Chincoteague Ponies Fighting Pythiosis Infection

Also called “swamp cancer,” this relatively rare infection is neither fungus nor cancer but mimics aspects of both — and the famous Chincoteague ponies have been battling pythiosis for months, putting this infection in the spotlight for horse owners.

Emma Kerr/USFWS. Public domain

The first public rumbles about “swamp cancer” in the Chincoteague pony herd of Virginia started cropping up in October of 2018 when the Chincoteague Volunteer Fire Co., the organization of volunteers that manages the feral pony herd on Assateague Island, first addressed concerns on its Facebook page. The fire company has the unenviable task of managing not only the ponies themselves, including appropriate supplemental feed and veterinary care, but the often-obsessive public in the social media age. Fans of the ponies were rightfully concerned over this so-called “swamp cancer” and rumors were running rampant.

A total of seven ponies have died or been euthanized as a result of pythiosis infection: the funguslike microorganism Pythium insidiosum causes tumor-like lesions, often on the lower legs as well as the abdomen, chest and face. The masses ulcerate and are terribly itchy, and include lumps of dead stony tissue called “kunkers.” The microorganism cannot penetrate healthy skin, but enters the body through small scrapes or cuts, as small as a fly bite, and lives in wetlands. Early detection is key for successful treatment and survival, but pythiosis can be often mistaken for other conditions early in its progression.

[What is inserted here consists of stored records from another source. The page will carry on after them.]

// Copyright (C) 2026  Caprica Software Limited
//
// This program is free software: you can redistribute it and/or modify
// it under the terms of the GNU General Public License as published by
// the Free Software Foundation, either version 3 of the License, or
// (at your option) any later version.
//
// This program is distributed in the hope that it will be useful,
// but WITHOUT ANY WARRANTY; without even the implied warranty of
// MERCHANTABILITY or FITNESS FOR A PARTICULAR PURPOSE.  See the
// GNU General Public License for more details.
//
// You should have received a copy of the GNU General Public License
// along with this program.  If not, see <https://www.gnu.org/licenses/>.

//! Application location and navigation history.
//!
//! The location is the single source of truth for filter state. It holds the
//! current raw query string, a back/forward history, and a set of listeners
//! that are told about every change, whether it came from a user intent, a
//! typed address or history navigation.

use tracing::debug;

use crate::query::{self, FilterUpdate};

pub(crate) trait LocationListener {
    fn on_location_changed(&self, query: &str);
}

#[derive(Default)]
pub(crate) struct Location {
    current: String,
    back: Vec<String>,
    forward: Vec<String>,
    listeners: Vec<Box<dyn LocationListener>>,
}

impl Location {
    pub(crate) fn new(initial: &str) -> Self {
        Self {
            current: initial.trim().trim_start_matches('?').to_owned(),
            ..Self::default()
        }
    }

    pub(crate) fn subscribe(&mut self, listener: impl LocationListener + 'static) {
        self.listeners.push(Box::new(listener));
    }

    pub(crate) fn read(&self) -> &str {
        &self.current
    }

    /// Encodes `update` against the current query and navigates to the
    /// result.
    pub(crate) fn push(&mut self, update: &FilterUpdate) {
        let next = query::encode(update, &self.current);
        self.navigate(&next);
    }

    /// Navigates to a raw query string, recording the current one in the
    /// back history.
    ///
    /// Navigating to the current query is a no-op.
    pub(crate) fn navigate(&mut self, raw: &str) {
        let next = raw.trim().trim_start_matches('?');
        if next == self.current {
            return;
        }

        let previous = std::mem::replace(&mut self.current, next.to_owned());
        self.back.push(previous);
        self.forward.clear();

        debug!("Navigated to ?{}", self.current);
        self.notify();
    }

    pub(crate) fn back(&mut self) -> bool {
        let Some(previous) = self.back.pop() else {
            return false;
        };

        let current = std::mem::replace(&mut self.current, previous);
        self.forward.push(current);

        debug!("Back to ?{}", self.current);
        self.notify();
        true
    }

    pub(crate) fn forward(&mut self) -> bool {
        let Some(next) = self.forward.pop() else {
            return false;
        };

        let current = std::mem::replace(&mut self.current, next);
        self.back.push(current);

        debug!("Forward to ?{}", self.current);
        self.notify();
        true
    }

    pub(crate) fn can_go_back(&self) -> bool {
        !self.back.is_empty()
    }

    pub(crate) fn can_go_forward(&self) -> bool {
        !self.forward.is_empty()
    }

    /// Tells every listener about the current query, used once at start-up.
    pub(crate) fn announce(&self) {
        self.notify();
    }

    fn notify(&self) {
        for listener in &self.listeners {
            listener.on_location_changed(&self.current);
        }
    }
}

#[cfg(test)]
pub(crate) mod tests {
    use std::{cell::RefCell, rc::Rc};

    use super::*;
    use crate::query::{Change, Letter};

    /// Records every query it is notified about.
    #[derive(Clone, Default)]
    pub(crate) struct Recorder(pub(crate) Rc<RefCell<Vec<String>>>);

    impl LocationListener for Recorder {
        fn on_location_changed(&self, query: &str) {
            self.0.borrow_mut().push(query.to_owned());
        }
    }

    fn location_with_recorder(initial: &str) -> (Location, Recorder) {
        let recorder = Recorder::default();
        let mut location = Location::new(initial);
        location.subscribe(recorder.clone());
        (location, recorder)
    }

    #[test]
    fn new_strips_leading_question_mark() {
        assert_eq!(Location::new("?page=2").read(), "page=2");
    }

    #[test]
    fn push_encodes_against_current_query_and_notifies() {
        let (mut location, recorder) = location_with_recorder("page=3&keep=1");

        let update = FilterUpdate::first_page().with_letter(Change::Set(Letter::new('C').unwrap()));
        location.push(&update);

        assert_eq!(location.read(), "keep=1&letter=C&page=1");
        assert_eq!(*recorder.0.borrow(), vec!["keep=1&letter=C&page=1"]);
    }

    #[test]
    fn navigating_to_the_current_query_does_nothing() {
        let (mut location, recorder) = location_with_recorder("page=2");

        location.navigate("?page=2");

        assert!(recorder.0.borrow().is_empty());
        assert!(!location.can_go_back());
    }

    #[test]
    fn back_and_forward_walk_the_history() {
        let (mut location, recorder) = location_with_recorder("");

        location.navigate("page=2");
        location.navigate("page=3");

        assert!(location.back());
        assert_eq!(location.read(), "page=2");
        assert!(location.back());
        assert_eq!(location.read(), "");
        assert!(!location.back());

        assert!(location.forward());
        assert_eq!(location.read(), "page=2");

        assert_eq!(
            *recorder.0.borrow(),
            vec!["page=2", "page=3", "page=2", "", "page=2"]
        );
    }

    #[test]
    fn navigating_after_back_drops_forward_history() {
        let mut location = Location::new("");
        location.navigate("page=2");
        location.back();
        assert!(location.can_go_forward());

        location.navigate("letter=A");

        assert!(!location.can_go_forward());
        assert!(!location.forward());
        assert_eq!(location.read(), "letter=A");
    }

    #[test]
    fn announce_reports_current_query() {
        let (location, recorder) = location_with_recorder("type=is_primary");
        location.announce();
        assert_eq!(*recorder.0.borrow(), vec!["type=is_primary"]);
    }
}
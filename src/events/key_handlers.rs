// Copyright (C) 2026  Caprica Software Limited
//
// This program is free software: you can redistribute it and/or modify
// it under the terms of the GNU General Public License as published by
// the Free Software Foundation, either version 3 of the License, or
// (at your option) any later version.
//
// This program is distributed in the hope that it will be useful,
// but WITHOUT ANY WARRANTY; without even the implied warranty of
// MERCHANTABILITY or FITNESS FOR A PARTICULAR PURPOSE.  See the
// GNU General Public License for more details.
//
// You should have received a copy of the GNU General Public License
// along with this program.  If not, see <https://www.gnu.org/licenses/>.

//! Keyboard routing.
//!
//! A key press is offered to each consumer in turn and stops at the first one
//! that takes it:
//!
//! * the search input, while it is being edited;
//! * the command line, which opens on `:`;
//! * the filter bar (letters, type, starting a search);
//! * the artist table (cursor movement);
//! * the global bindings below.

use anyhow::Result;
use crossterm::event::{Event, KeyCode, KeyEvent};

use crate::{
    App,
    components::{FilterBarEvent, pager},
    events::AppEvent,
    query::FilterState,
};

pub(super) fn process_key_event(app: &mut App, key: KeyEvent) -> Result<()> {
    let event = Event::Key(key);
    let filters = app.controller.filters();

    if !app.filter_bar.editing() && app.commander.handle_event(&event, &app.event_tx) {
        return Ok(());
    }

    match app.filter_bar.process_event(&event, &filters) {
        FilterBarEvent::Intent(intent) => {
            app.event_tx.send(AppEvent::Intent(intent))?;
            return Ok(());
        }
        FilterBarEvent::Consumed => return Ok(()),
        FilterBarEvent::Ignored => {}
    }

    let loading = app.controller.is_loading();
    if app
        .artist_table
        .as_widget(app.controller.records(), loading)
        .process_event(&event)
    {
        return Ok(());
    }

    process_global_key_event(app, key, &filters)
}

fn process_global_key_event(app: &mut App, key: KeyEvent, filters: &FilterState) -> Result<()> {
    match key.code {
        KeyCode::Char('q') => app.event_tx.send(AppEvent::ExitApplication)?,

        KeyCode::Char(']') | KeyCode::Right => {
            if let Some(intent) = pager::next_page(filters, app.controller.page_count()) {
                app.event_tx.send(AppEvent::Intent(intent))?;
            }
        }
        KeyCode::Char('[') | KeyCode::Left => {
            if let Some(intent) = pager::previous_page(filters) {
                app.event_tx.send(AppEvent::Intent(intent))?;
            }
        }

        KeyCode::Char('<') => app.event_tx.send(AppEvent::HistoryBack)?,
        KeyCode::Char('>') => app.event_tx.send(AppEvent::HistoryForward)?,

        _ => {}
    }

    Ok(())
}
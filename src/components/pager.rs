// Copyright (C) 2026  Caprica Software Limited
//
// This program is free software: you can redistribute it and/or modify
// it under the terms of the GNU General Public License as published by
// the Free Software Foundation, either version 3 of the License, or
// (at your option) any later version.
//
// This program is distributed in the hope that it will be useful,
// but WITHOUT ANY WARRANTY; without even the implied warranty of
// MERCHANTABILITY or FITNESS FOR A PARTICULAR PURPOSE.  See the
// GNU General Public License for more details.
//
// You should have received a copy of the GNU General Public License
// along with this program.  If not, see <https://www.gnu.org/licenses/>.

//! Page stepping for the artist table.
//!
//! The pager reports zero-based page indexes, while the location and the
//! catalogue count pages from one.

use crate::{controller::Intent, query::FilterState};

pub(crate) fn next_page(filters: &FilterState, page_count: u32) -> Option<Intent> {
    (filters.page < page_count).then_some(Intent::PageChanged(filters.page))
}

pub(crate) fn previous_page(filters: &FilterState) -> Option<Intent> {
    (filters.page > 1).then(|| Intent::PageChanged(filters.page - 2))
}

/// Jumps to a one-based page number, as typed on the command line.
pub(crate) fn goto_page(page: u32) -> Option<Intent> {
    page.checked_sub(1).map(Intent::PageChanged)
}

Pythiosis can be challenging for horse owners to battle, but in the case of the Chincoteague ponies — which roam at liberty over 4,000 acres on Assateague Island — early detection and quick intervention is seriously hampered. Considering that the ponies spend a lot of their time roaming the natural marshes of Assateague, it’s actually surprising that pythiosis hasn’t cropped up much before 2016, when volunteers spotted a mare with lesions and were able to treat her quickly and effectively.

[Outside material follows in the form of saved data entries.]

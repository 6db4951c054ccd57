// Copyright (C) 2026  Caprica Software Limited
//
// This program is free software: you can redistribute it and/or modify
// it under the terms of the GNU General Public License as published by
// the Free Software Foundation, either version 3 of the License, or
// (at your option) any later version.
//
// This program is distributed in the hope that it will be useful,
// but WITHOUT ANY WARRANTY; without even the implied warranty of
// MERCHANTABILITY or FITNESS FOR A PARTICULAR PURPOSE.  See the
// GNU General Public License for more details.
//
// You should have received a copy of the GNU General Public License
// along with this program.  If not, see <https://www.gnu.org/licenses/>.

//! Query string codec.
//!
//! Maps a [`FilterState`] to and from the raw query string held by the
//! application location. Both directions are pure.
//!
//! Decoding never fails: a missing or malformed value falls back to its
//! default (page 1, every filter absent) and unknown keys are ignored.
//!
//! Encoding starts from the previous query string so that unrelated keys
//! survive, applies a [`FilterUpdate`] patch and emits a canonical string:
//! unrelated keys first in their original order, then `search`, `type`,
//! `letter` and `page`. Absent values are never written as empty strings.

mod filter;

pub(crate) use filter::{ArtistType, Change, FIRST_PAGE, FilterState, FilterUpdate, Letter};

use tracing::{debug, warn};

pub(crate) const PAGE_KEY: &str = "page";
pub(crate) const SEARCH_KEY: &str = "search";
pub(crate) const LETTER_KEY: &str = "letter";
pub(crate) const TYPE_KEY: &str = "type";

const KNOWN_KEYS: [&str; 4] = [SEARCH_KEY, TYPE_KEY, LETTER_KEY, PAGE_KEY];

type Pairs = Vec<(String, String)>;

/// Parses a raw query string, with or without a leading `?`.
pub(crate) fn decode(raw: &str) -> FilterState {
    let pairs = parse_pairs(raw);

    let page = first_value(&pairs, PAGE_KEY)
        .and_then(|v| v.parse::<u32>().ok())
        .filter(|p| *p >= FIRST_PAGE)
        .unwrap_or(FIRST_PAGE);

    let search = first_value(&pairs, SEARCH_KEY)
        .filter(|v| !v.is_empty())
        .map(str::to_owned);

    let letter = first_value(&pairs, LETTER_KEY).and_then(|v| v.parse::<Letter>().ok());

    let artist_type = first_value(&pairs, TYPE_KEY).and_then(|v| v.parse::<ArtistType>().ok());

    FilterState {
        page,
        search,
        letter,
        artist_type,
    }
}

/// Applies `update` on top of `previous` and returns the new query string.
pub(crate) fn encode(update: &FilterUpdate, previous: &str) -> String {
    let pairs = parse_pairs(previous);

    let page = update.page.as_ref().map(u32::to_string);
    let search = update.search.as_ref().map(String::clone);
    let letter = update.letter.as_ref().map(Letter::to_string);
    let artist_type = update.artist_type.as_ref().map(|t| t.as_str().to_owned());

    let mut out: Pairs = pairs
        .iter()
        .filter(|(key, _)| !KNOWN_KEYS.contains(&key.as_str()))
        .cloned()
        .collect();

    for (key, change) in [
        (SEARCH_KEY, search),
        (TYPE_KEY, artist_type),
        (LETTER_KEY, letter),
        (PAGE_KEY, page),
    ] {
        let value = match change {
            Change::Keep => first_value(&pairs, key).map(str::to_owned),
            Change::Set(v) => Some(v),
            Change::Clear => None,
        };

        if let Some(value) = value.filter(|v| !v.is_empty()) {
            out.push((key.to_owned(), value));
        }
    }

    serde_urlencoded::to_string(&out).unwrap_or_else(|e| {
        warn!("Failed to serialise query {:?}: {}", out, e);
        String::new()
    })
}

/// Encodes a complete state, replacing every known key in `previous`.
pub(crate) fn encode_state(state: &FilterState, previous: &str) -> String {
    encode(&FilterUpdate::replace(state), previous)
}

fn parse_pairs(raw: &str) -> Pairs {
    let raw = raw.trim().trim_start_matches('?');
    serde_urlencoded::from_str::<Pairs>(raw).unwrap_or_else(|e| {
        debug!("Ignoring malformed query {:?}: {}", raw, e);
        Pairs::new()
    })
}

fn first_value<'a>(pairs: &'a Pairs, key: &str) -> Option<&'a str> {
    pairs
        .iter()
        .find(|(k, _)| k == key)
        .map(|(_, v)| v.as_str())
}

impl<T> Change<T> {
    fn as_ref(&self) -> Change<&T> {
        match self {
            Change::Keep => Change::Keep,
            Change::Set(v) => Change::Set(v),
            Change::Clear => Change::Clear,
        }
    }

    fn map<U>(self, f: impl FnOnce(T) -> U) -> Change<U> {
        match self {
            Change::Keep => Change::Keep,
            Change::Set(v) => Change::Set(f(v)),
            Change::Clear => Change::Clear,
        }
    }
}

#[cfg(test)]
mod tests {
    use super::*;

    fn state(page: u32, search: Option<&str>, letter: Option<char>, t: Option<ArtistType>) -> FilterState {
        FilterState {
            page,
            search: search.map(str::to_owned),
            letter: letter.and_then(Letter::new),
            artist_type: t,
        }
    }

    #[test]
    fn decodes_every_known_key() {
        let decoded = decode("page=2&search=test&letter=K&type=is_performer");
        assert_eq!(
            decoded,
            state(2, Some("test"), Some('K'), Some(ArtistType::Performer))
        );
    }

    #[test]
    fn decodes_empty_query_to_defaults() {
        assert_eq!(decode(""), FilterState::default());
        assert_eq!(decode("?"), FilterState::default());
    }

    #[test]
    fn invalid_page_decodes_to_first_page() {
        for raw in ["page=0", "page=-3", "page=abc", "page=2.5", "page=", "foo=1"] {
            assert_eq!(decode(raw).page, 1, "{raw}");
        }
    }

    #[test]
    fn invalid_filters_decode_as_absent() {
        let decoded = decode("type=is_conductor&letter=KK&search=");
        assert_eq!(decoded, FilterState::default());

        assert_eq!(decode("letter=7").letter, None);
    }

    #[test]
    fn lowercase_letter_is_accepted() {
        assert_eq!(decode("letter=m").letter, Letter::new('M'));
    }

    #[test]
    fn leading_question_mark_and_unknown_keys_are_ignored() {
        let decoded = decode("?utm_source=x&page=4&sort=name");
        assert_eq!(decoded, state(4, None, None, None));
    }

    #[test]
    fn first_occurrence_of_a_repeated_key_wins() {
        assert_eq!(decode("page=3&page=9").page, 3);
    }

    #[test]
    fn search_is_percent_decoded() {
        assert_eq!(
            decode("search=Bart%C3%B3k+B%C3%A9la").search.as_deref(),
            Some("Bartók Béla")
        );
        assert_eq!(decode("search=a%26b").search.as_deref(), Some("a&b"));
    }

    #[test]
    fn encode_preserves_unrelated_keys_and_orders_known_keys() {
        let update = FilterUpdate::first_page()
            .with_search(Change::Set("Symphony".to_owned()))
            .with_artist_type(Change::Set(ArtistType::Composer))
            .with_letter(Change::Set(Letter::new('B').unwrap()));

        let encoded = encode(&update, "page=3&utm=abc");
        assert_eq!(
            encoded,
            "utm=abc&search=Symphony&type=is_composer&letter=B&page=1"
        );
    }

    #[test]
    fn encode_keeps_untouched_known_keys() {
        let update = FilterUpdate {
            page: Change::Set(2),
            ..FilterUpdate::default()
        };
        let encoded = encode(&update, "letter=M&search=test&type=is_composer&page=1");
        assert_eq!(encoded, "search=test&type=is_composer&letter=M&page=2");
    }

    #[test]
    fn clear_removes_every_occurrence_of_a_key() {
        let update = FilterUpdate::first_page().with_letter(Change::Clear);
        let encoded = encode(&update, "letter=C&letter=D&page=5");
        assert_eq!(encoded, "page=1");
        assert!(!encoded.contains("letter="));
    }

    #[test]
    fn empty_search_is_never_written() {
        let update = FilterUpdate::default().with_search(Change::Set(String::new()));
        assert_eq!(encode(&update, "search=old"), "");
    }

    #[test]
    fn encode_escapes_reserved_characters() {
        let update = FilterUpdate::default().with_search(Change::Set("rock & roll".to_owned()));
        let encoded = encode(&update, "");
        assert_eq!(encoded, "search=rock+%26+roll");
        assert_eq!(decode(&encoded).search.as_deref(), Some("rock & roll"));
    }

    #[test]
    fn decode_inverts_encode_state() {
        let states = [
            FilterState::default(),
            state(7, None, None, None),
            state(1, Some("Liszt"), None, None),
            state(2, Some("a=b&c"), Some('Z'), Some(ArtistType::Primary)),
            state(12, None, Some('A'), Some(ArtistType::Composer)),
            state(1, Some("  spaced  "), None, Some(ArtistType::Performer)),
        ];
        let bases = [
            "",
            "?page=9&letter=Q",
            "type=bogus&search=&x=1",
            "search=old&search=older&keep=me",
        ];

        for s in &states {
            for base in bases {
                assert_eq!(&decode(&encode_state(s, base)), s, "{base}");
            }
        }
    }

    #[test]
    fn encoding_the_same_update_twice_is_idempotent() {
        let update = FilterUpdate::first_page()
            .with_search(Change::Set("test".to_owned()))
            .with_letter(Change::Clear);

        for base in ["", "letter=C&page=4&foo=bar", "search=x&type=is_primary"] {
            let once = encode(&update, base);
            let twice = encode(&update, &once);
            assert_eq!(once, twice);
        }
    }
}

Until, that is, one considers that pythiosis is typically a tropical and subtropical disease. It’s only in recent years that pythiosis has started to gain ground further north, with cases diagnosed in dry climates such as Arizona and California, and as far north as Washington state. While there is no immediate explanation for how pythiosis has been able to spread, hypotheses generally include climate change.

The pony who developed pythiosis in 2016 was treated successfully, but two more advanced cases proved fatal in 2017. One affected pony was treated successfully in the spring of 2018, but starting in August, more cases presented, with fatal consequences. Volunteers raised funds to treat the affected ponies with medicine, surgery and new treatments including vaccines, and did everything in their power to monitor the herds roaming Assateague. It’s believed that there are no new cases, for now.

While a vaccine against pythiosis could be effective at preventing more horses from picking up the disease, the microorganism itself will still exist in the marshy wetlands. While the Chincoteague ponies live in a unique environment that makes management difficult, horse owners at home can prevent pythiosis in their animals by eliminating standing water or restricting horses’ access to ponds and stagnant water.

If a horse owner suspects pythiosis in a horse that has developed sores, quick action is critical to the success of treatment. Immunotherapy shots have been moderately successful if administered within the first 30 days of development of the disease; surgery may be necessary for the removal of lesions. Pythiosis is often treated with antifungal drugs, but as the microorganism is not a true fungus, this treatment often has limited success.